(15/28.08.2002)
Во имя Отца и Сына и Святаго Духа.
Сегодня мы празднуем самый главный праздник в честь Божией Матери, который только существует в Церкви, хотя в Церкви существует довольно много разных праздников в честь Божией Матери. Но самый главный — это праздник Успения. И не только потому, что для памяти любого святого (и Божия Матерь — не исключение) самым главным праздником становится день, когда он отошел ко Господу. Но с Божией Матерью было не так, как с другими святыми: сами обстоятельства Ее успения содержали в себе нечто великое и очень важное для спасения нашей души. И об этом повествуется в рассказе об успении Божией Матери.

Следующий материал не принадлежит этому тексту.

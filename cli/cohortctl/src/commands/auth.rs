//! Login, logout and session status.

use anyhow::Result;
use clap::{Args, Subcommand};
use colored::Colorize;
use serde::Deserialize;

use crate::client::ApiClient;
use crate::config::Credentials;
use crate::output::{print_success, print_warning};

use super::CommandContext;

/// Manage the stored API token.
#[derive(Debug, Args)]
pub struct AuthCommand {
    #[command(subcommand)]
    command: AuthSubcommand,
}

#[derive(Debug, Subcommand)]
enum AuthSubcommand {
    /// Verify a token with the server and store it.
    Login {
        /// API token issued by the placement service.
        #[arg(long, env = "COHORT_TOKEN", hide_env_values = true)]
        token: String,
    },

    /// Forget the stored token.
    Logout,

    /// Show who the stored token belongs to.
    Status,
}

/// Identity returned by the server for a bearer token.
#[derive(Debug, Deserialize)]
#[serde(rename_all = "camelCase")]
struct Identity {
    #[serde(alias = "_id", alias = "id")]
    subject_id: String,
    #[serde(default)]
    email: Option<String>,
    #[serde(default)]
    expires_at: Option<chrono::DateTime<chrono::Utc>>,
}

impl AuthCommand {
    pub async fn run(self, ctx: CommandContext) -> Result<()> {
        match self.command {
            AuthSubcommand::Login { token } => {
                let mut creds = Credentials::new(token);
                let identity: Identity = ApiClient::new(&ctx.config, Some(&creds))?
                    .get(&["v1", "auth", "whoami"])
                    .await?;
                creds.user_id = Some(identity.subject_id);
                creds.email = identity.email;
                creds.expires_at = identity.expires_at;
                creds.save()?;

                let who = creds.email.as_deref().or(creds.user_id.as_deref());
                print_success(&format!("Logged in as {}.", who.unwrap_or("unknown user")));
            }
            AuthSubcommand::Logout => {
                Credentials::delete()?;
                print_success("Stored token removed.");
            }
            AuthSubcommand::Status => print_status(&ctx),
        }
        Ok(())
    }
}

fn print_status(ctx: &CommandContext) {
    let Some(creds) = &ctx.credentials else {
        println!("{} no stored token", "Session:".red().bold());
        println!("Log in with {}.", "cohort auth login --token <TOKEN>".cyan());
        return;
    };

    println!("{} {}", "Session:".green().bold(), ctx.config.api_url());
    for (label, value) in [
        ("Email", creds.email.as_deref()),
        ("Subject", creds.user_id.as_deref()),
    ] {
        if let Some(value) = value {
            println!("  {label}: {value}");
        }
    }

    match creds.expires_at {
        Some(_) if creds.is_expired() => {
            print_warning("Token has expired. Run `cohort auth login` again.")
        }
        Some(at) => println!("  Expires: {}", at.to_rfc3339()),
        None => {}
    }
}
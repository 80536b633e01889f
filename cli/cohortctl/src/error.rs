//! Error handling and display for the CLI.

use colored::Colorize;
use thiserror::Error;

/// CLI-specific errors.
#[derive(Debug, Error)]
pub enum CliError {
    #[error("No stored token. Run `cohort auth login` first.")]
    NotAuthenticated,

    #[error("API error ({status}): {message}")]
    Api {
        status: u16,
        code: Option<String>,
        message: String,
        request_id: Option<String>,
    },

    #[error("Network error: {0}")]
    Network(#[from] reqwest::Error),

    #[error("Not found: {0}")]
    NotFound(String),

    /// A batch finished with at least one failed candidate.
    #[error("{summary}")]
    Incomplete {
        summary: String,
        reauthenticate: bool,
    },

    #[error("{0}")]
    Other(#[from] anyhow::Error),
}

impl CliError {
    pub fn api(
        status: u16,
        code: Option<String>,
        message: impl Into<String>,
        request_id: Option<String>,
    ) -> Self {
        Self::Api {
            status,
            code,
            message: message.into(),
            request_id,
        }
    }

    /// What the user can do about this error, if anything.
    fn hint(&self) -> Option<String> {
        let hint = match self {
            Self::NotAuthenticated | Self::Api { status: 401, .. } => {
                "Run `cohort auth login --token <TOKEN>`."
            }
            Self::Incomplete {
                reauthenticate: true,
                ..
            } => "The session expired mid-batch. Log in again, then retry the failed candidates.",
            Self::Incomplete { .. } => {
                "Check `cohort resources list` before retrying the failed candidates."
            }
            Self::Api { status: 403, .. } => "This token lacks permission for the operation.",
            Self::Api {
                request_id: Some(id),
                ..
            } => return Some(format!("Quote request ID {id} when reporting this.")),
            Self::Network(_) => "Is the API reachable? Check COHORT_API_URL or `api_url` in the config file.",
            _ => return None,
        };
        Some(hint.to_string())
    }
}

/// Print an error, plus a hint when the error is one of ours.
pub fn print_error(err: &anyhow::Error) {
    eprintln!("{} {}", "Error:".red().bold(), err);

    let hint = err.downcast_ref::<CliError>().and_then(CliError::hint);
    if let Some(hint) = hint {
        eprintln!("\n{} {}", "Hint:".yellow().bold(), hint);
    }
}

Надо сказать, что Церковь не оставила нам никакого «жития» Божией Матери, т.е. нет такого текста, который назывался бы «Житием Божией Матери». А если какие-то святые отцы полторы тысячи или тысячу лет назад в своих проповедях рассказывали всю жизнь Божией Матери, то это они рассказывали на основании других древних документов, а каких именно? Всего есть два таких рассказа, не считая того, что в Новом Завете упоминается о Божией Матери. Один рассказ о том, как Она родилась, о рождестве Божией Матери, который у ученых называется «Протоевангелие Иакова», потому что там от лица Иакова ведется повествование. А второй рассказ — об успении Божией Матери. И оба эти текста дошли до нас в той форме, которую они приобрели уже во II веке, т.е. в очень раннее время. Почему это так важно подчеркнуть? Потому что некоторые говорят, что все это сказки, IV–V век, как стали говорить всякие немецкие профессора в XIX веке; а потом раз — и оказалось, что «сказки V века» нашлись в папирусах III века, и в итоге оказывается, что все это древнее и действительно описывающее исторические события.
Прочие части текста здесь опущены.